══ EXERCISE DATA ══

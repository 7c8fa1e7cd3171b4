use bytemuck::Pod;
use memmap2::{MmapMut, MmapOptions};
use std::fs::OpenOptions;
use std::path::PathBuf;
use std::sync::Arc;
use std::sync::atomic::{AtomicUsize, Ordering};

/// Append-only memory-mapped buffer with one writer and any number of
/// wait-free readers.
pub(crate) struct JournalMmap {
    _mmap: Arc<MmapMut>,
    ptr: *mut u8,
    len: usize,
    write_index: Arc<AtomicUsize>,
    read_only: bool,
}

impl JournalMmap {
    /// Creates a fresh buffer, truncating the backing file if one is given.
    pub(crate) fn new(path: Option<PathBuf>, total_size: usize) -> Result<Self, std::io::Error> {
        let mut mmap = if let Some(p) = &path {
            if let Some(parent) = p.parent() {
                std::fs::create_dir_all(parent)?;
            }
            let file = OpenOptions::new()
                .read(true)
                .write(true)
                .create(true)
                .truncate(true)
                .open(p)?;

            file.set_len(total_size as u64)?;
            unsafe { MmapOptions::new().map_mut(&file)? }
        } else {
            MmapOptions::new().len(total_size).map_anon()?
        };

        let ptr = mmap.as_mut_ptr();
        let len = mmap.len();
        Ok(Self {
            _mmap: Arc::new(mmap),
            ptr,
            len,
            write_index: Arc::new(AtomicUsize::new(0)),
            read_only: false,
        })
    }

    #[inline(always)]
    pub(crate) fn read<T: Pod>(&self, offset: usize) -> &T {
        let size = size_of::<T>();
        assert!(
            offset + size <= self.len,
            "Read crosses buffer boundary - alignment issue?"
        );
        let slice = unsafe { std::slice::from_raw_parts(self.ptr.add(offset), size) };
        bytemuck::from_bytes(slice)
    }

    /// # Panics
    /// Panics if the buffer is full or this handle is a reader.
    #[inline(always)]
    pub(crate) fn append<T: Pod>(&mut self, state: &T) {
        assert!(!self.read_only, "Cannot mutate read-only buffer");
        let current_pos = self.write_index.load(Ordering::Relaxed);
        let size = size_of::<T>();
        let end = current_pos + size;

        assert!(end <= self.len, "Journal is full. Cannot append more data.");

        unsafe {
            let dest_ptr = self.ptr.add(current_pos);
            let src_ptr = bytemuck::bytes_of(state).as_ptr();
            std::ptr::copy_nonoverlapping(src_ptr, dest_ptr, size);
        }

        self.write_index.store(end, Ordering::Release);
    }

    #[inline(always)]
    pub(crate) fn get_write_index(&self) -> usize {
        self.write_index.load(Ordering::Acquire)
    }

    #[inline(always)]
    pub(crate) fn len(&self) -> usize {
        self.len
    }

    pub(crate) fn reader(&self) -> JournalMmap {
        JournalMmap {
            _mmap: self._mmap.clone(),
            ptr: self.ptr,
            len: self.len,
            write_index: self.write_index.clone(),
            read_only: true,
        }
    }
}

unsafe impl Send for JournalMmap {}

═══

All that is wanted is a faithful reproduction of the line above with "if let Some(parent)", the line with "file.set_len(total_size as u64)?;", and every line in between.

TASK OUTPUT
            if let Some(parent) = p.parent() {
                std::fs::create_dir_all(parent)?;
            }
            let file = OpenOptions::new()
                .read(true)
                .write(true)
                .create(true)
                .truncate(true)
                .open(p)?;

            file.set_len(total_size as u64)?;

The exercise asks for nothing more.